Hace tiempo conocí a un chileno al que siempre le iba mal. Estuviera donde estuviera e hiciera lo que hiciera, siempre le iba mal. Ese chileno vagabundo a veces se ponía a recordar su país natal y acababa sus circunloquios indefectiblemente de la misma manera: voy a llegar a besar el suelo chileno, decía. Cuando vuelva a Chile lo primero que haré será besar el suelo chileno. Olvidaba el terror, la injusticia, el sinsentido. Nosotros nos reíamos de él, entre perplejos y divertidos, pero eso a él no le importaba.

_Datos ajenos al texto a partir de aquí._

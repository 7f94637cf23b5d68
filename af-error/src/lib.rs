//! Unified error handling for asusfan
//!
//! A single error type shared by every asusfan component. Variants are grouped by
//! the layer that raises them so callers can decide what is recoverable.

use std::io;
use std::path::PathBuf;

/// Result type alias using AsusfanError
pub type Result<T> = std::result::Result<T, AsusfanError>;

/// Unified error type for all asusfan operations
#[derive(thiserror::Error, Debug)]
pub enum AsusfanError {
    // ============================================================================
    // Curve Validation Errors
    // ============================================================================
    #[error("Curve needs at least 2 points, got {count}")]
    TooFewPoints { count: usize },

    #[error("Curve has {count} points (max {max})")]
    TooManyPoints { count: usize, max: usize },

    #[error("Duplicate temperature {temperature}°C in curve")]
    DuplicateTemperature { temperature: f32 },

    #[error("Curve points are not sorted by temperature (point {index})")]
    UnsortedPoints { index: usize },

    #[error("Point {index} has speed {speed}% (must be 0-100)")]
    SpeedOutOfRange { index: usize, speed: u8 },

    #[error("Point {index} has invalid temperature {value}°C")]
    InvalidTemperature { index: usize, value: f32 },

    #[error("Invalid curve name {name:?}: {reason}")]
    InvalidCurveName { name: String, reason: String },

    // ============================================================================
    // Persistence Errors
    // ============================================================================
    #[error("Curve {profile}/{name} not found")]
    NotFound { profile: String, name: String },

    #[error("Corrupt curve record at {path}: {reason}")]
    CorruptRecord { path: PathBuf, reason: String },

    #[error("Failed to write {path}: {source}")]
    WriteFailure { path: PathBuf, source: io::Error },

    #[error("Failed to read file {path}: {source}")]
    FileRead { path: PathBuf, source: io::Error },

    #[error("I/O error: {0}")]
    Io(#[from] io::Error),

    #[error("Failed to parse JSON: {0}")]
    JsonParse(#[from] serde_json::Error),

    // ============================================================================
    // Active Curve and Device Errors
    // ============================================================================
    #[error("Curve {profile}/{name} is applied to hardware; deletion needs confirmation")]
    ActiveCurveDeleteRefused { profile: String, name: String },

    #[error("Curve {profile}/{name} is applied to hardware; choose Save As, Discard or Force")]
    ActiveCurveOverwriteRefused { profile: String, name: String },

    #[error("Curve {profile}/{name} already exists")]
    CurveExists { profile: String, name: String },

    #[error("Device {operation} timed out after {timeout_ms} ms")]
    DeviceQueryTimeout { operation: String, timeout_ms: u64 },

    #[error("Applying {profile}/{name} did not finish within {timeout_ms} ms; the stored curve was kept and may not be on hardware yet")]
    ApplyOutcomeUnknown { profile: String, name: String, timeout_ms: u64 },

    #[error("Device error: {0}")]
    Device(String),

    // ============================================================================
    // Metrics Errors
    // ============================================================================
    #[error("Rejected sample for {metric}: {reason}")]
    InvalidSample { metric: String, reason: String },

    #[error("Averaging window {window_secs}s exceeds retention of {retention_secs}s")]
    WindowExceedsRetention { window_secs: u32, retention_secs: u32 },

    // ============================================================================
    // Configuration Errors
    // ============================================================================
    #[error("Configuration error: {0}")]
    Config(String),

    #[error("Invalid configuration value for {field}: {reason}")]
    InvalidConfig { field: String, reason: String },

    #[error("Unknown profile: {0}")]
    UnknownProfile(String),

    #[error("Unknown preset: {0}")]
    UnknownPreset(String),

    #[error("Unknown metric: {0}")]
    UnknownMetric(String),
}

impl AsusfanError {
    /// Create a config error from a string
    pub fn config(msg: impl Into<String>) -> Self {
        Self::Config(msg.into())
    }

    /// Create a device error from a string
    pub fn device(msg: impl Into<String>) -> Self {
        Self::Device(msg.into())
    }

    /// Create a corrupt record error
    pub fn corrupt(path: impl Into<PathBuf>, reason: impl Into<String>) -> Self {
        Self::CorruptRecord {
            path: path.into(),
            reason: reason.into(),
        }
    }

    /// True for errors raised by curve validation
    pub fn is_validation(&self) -> bool {
        matches!(
            self,
            Self::TooFewPoints { .. }
                | Self::TooManyPoints { .. }
                | Self::DuplicateTemperature { .. }
                | Self::UnsortedPoints { .. }
                | Self::SpeedOutOfRange { .. }
                | Self::InvalidTemperature { .. }
                | Self::InvalidCurveName { .. }
        )
    }

    /// True for state errors the caller can resolve by choosing differently
    /// (confirming, picking another name, or retrying the device)
    pub fn is_recoverable(&self) -> bool {
        matches!(
            self,
            Self::ActiveCurveDeleteRefused { .. }
                | Self::ActiveCurveOverwriteRefused { .. }
                | Self::CurveExists { .. }
                | Self::DeviceQueryTimeout { .. }
                | Self::ApplyOutcomeUnknown { .. }
        )
    }
}
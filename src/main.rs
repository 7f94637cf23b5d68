/*
 * This file is part of asusfan.
 *
 * Copyright (C) 2026 asusfan contributors
 *
 * asusfan is free software: you can redistribute it and/or modify
 * it under the terms of the GNU General Public License as published by
 * the Free Software Foundation, either version 3 of the License, or
 * (at your option) any later version.
 *
 * asusfan is distributed in the hope that it will be useful,
 * but WITHOUT ANY WARRANTY; without even the implied warranty of
 * MERCHANTABILITY or FITNESS FOR A PARTICULAR PURPOSE. See the
 * GNU General Public License for more details.
 *
 * You should have received a copy of the GNU General Public License
 * along with asusfan. If not, see <https://www.gnu.org/licenses/>.
 */

mod cli;

use std::process::ExitCode;

use clap::Parser;
use tracing_subscriber::EnvFilter;

const LOG_ENV: &str = "ASUSFAN_LOG";
const DEFAULT_LOG_LEVEL: &str = "warn";

fn init_logging() {
    let filter = EnvFilter::try_from_env(LOG_ENV).unwrap_or_else(|_| EnvFilter::new(DEFAULT_LOG_LEVEL));

    tracing_subscriber::fmt()
        .with_target(false)
        .with_level(true)
        .with_writer(std::io::stderr)
        .with_env_filter(filter)
        .init();
}

fn main() -> ExitCode {
    let cli_args = cli::Cli::parse();
    init_logging();

    match cli::run_cli(&cli_args) {
        Ok(()) => ExitCode::SUCCESS,
        Err(e) => {
            eprintln!("Error: {:#}", e);
            ExitCode::FAILURE
        }
    }
}
use std::sync::Arc;

use chrono::Utc;
use dejavu_backend::{Backend, Sighting};
use dejavu_core::RequestDescriptor;
use dejavu_moka::MokaBackend;
use tracing::{debug, error, warn};

use crate::config::{Config, DEFAULT_MAX_ENTRIES};
use crate::error::DedupError;
use crate::metrics;

/// Outcome of [`Deduplicator::process`].
#[derive(Debug, Clone, Copy, Default, PartialEq, Eq)]
pub struct Decision {
    /// A rule matched the request.
    pub matched: bool,
    /// The request's fingerprint was already present in the store.
    pub duplicate: bool,
}

impl Decision {
    /// Decision for a request no rule matched.
    pub const UNMATCHED: Decision = Decision {
        matched: false,
        duplicate: false,
    };
}

/// Evaluates rules, fingerprints matched requests and tracks them in a store.
///
/// Cloning is cheap: configuration and backend are shared behind `Arc`s, so a
/// single deduplicator can serve any number of concurrent requests.
pub struct Deduplicator<B = MokaBackend> {
    config: Arc<Config>,
    backend: Arc<B>,
}

impl<B> Clone for Deduplicator<B> {
    fn clone(&self) -> Self {
        Self {
            config: Arc::clone(&self.config),
            backend: Arc::clone(&self.backend),
        }
    }
}

impl<B> std::fmt::Debug for Deduplicator<B> {
    fn fmt(&self, f: &mut std::fmt::Formatter<'_>) -> std::fmt::Result {
        f.debug_struct("Deduplicator")
            .field("config", &self.config)
            .field("backend", &std::any::type_name::<B>())
            .finish()
    }
}

impl Deduplicator<MokaBackend> {
    /// Creates a deduplicator backed by an in-memory Moka store holding up to
    /// [`DEFAULT_MAX_ENTRIES`] fingerprints.
    pub fn new(config: Config) -> Self {
        let backend = MokaBackend::builder()
            .max_entries(DEFAULT_MAX_ENTRIES)
            .build();
        Self::with_backend(config, backend)
    }
}

impl<B> Deduplicator<B> {
    /// Creates a deduplicator over `backend`.
    pub fn with_backend(config: Config, backend: B) -> Self {
        Self::from_shared(Arc::new(config), Arc::new(backend))
    }

    /// Creates a deduplicator from already shared parts.
    pub fn from_shared(config: Arc<Config>, backend: Arc<B>) -> Self {
        Self { config, backend }
    }

    /// The configuration in use.
    pub fn config(&self) -> &Config {
        &self.config
    }

    /// The fingerprint store in use.
    pub fn backend(&self) -> &B {
        &self.backend
    }
}

impl<B> Deduplicator<B>
where
    B: Backend,
{
    /// Decides whether `request` repeats a recent request.
    ///
    /// A matched request costs exactly one store read and one store write; the
    /// write happens whether or not the fingerprint was present, so repeats
    /// keep extending their window. Unmatched requests return
    /// [`Decision::UNMATCHED`] without touching the store.
    ///
    /// # Errors
    ///
    /// Returns [`DedupError::Backend`] if the store read or write fails. No
    /// retry is attempted.
    pub async fn process(&self, request: &RequestDescriptor) -> Result<Decision, DedupError> {
        let (matched, failures) = self.config.rules().evaluate(request).into_parts();
        for failure in &failures {
            error!(
                rule = failure.rule,
                error = %failure.error,
                "rule predicate failed, rule treated as non-matching"
            );
            metrics::record_predicate_failure(failure.rule);
        }

        let Some(matched) = matched else {
            debug!(
                method = %request.method(),
                path = request.raw_path(),
                "no deduplication rule matched"
            );
            return Ok(Decision::UNMATCHED);
        };

        let fingerprint = matched.fingerprint(request);
        let backend = self.backend.label();

        let previous = self.backend.read(&fingerprint).await.inspect_err(|err| {
            warn!(backend, %fingerprint, error = %err, "fingerprint lookup failed");
            metrics::record_backend_error(backend, "read");
        })?;

        let duplicate = previous.is_some();
        let sighting = Sighting::next(previous.as_ref(), Utc::now());

        self.backend
            .write(&fingerprint, sighting, self.config.ttl())
            .await
            .inspect_err(|err| {
                warn!(backend, %fingerprint, error = %err, "fingerprint write failed");
                metrics::record_backend_error(backend, "write");
            })?;

        debug!(
            rule = matched.index(),
            %fingerprint,
            duplicate,
            count = sighting.count,
            "request fingerprinted"
        );
        metrics::record_decision(matched.index(), duplicate);

        Ok(Decision {
            matched: true,
            duplicate,
        })
    }
}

Ríanse no más, decía, pero cuando yo vuelva lo primero que haré será besar el suelo chileno. Creo que murió en algún país sudamericano, o centroamericano, y presumo que de haber regresado su rostro sería ahora como el de los demás pasajeros chilenos (excepto la puta), un rostro mortalmente serio, un rostro preocupado y como visto desde varios ángulos al mismo tiempo, un rostro que pasa en pocos segundos de Cézanne a Picasso y de Picasso a Basquiat, el rostro habitual de los nativos de la isla-pasillo.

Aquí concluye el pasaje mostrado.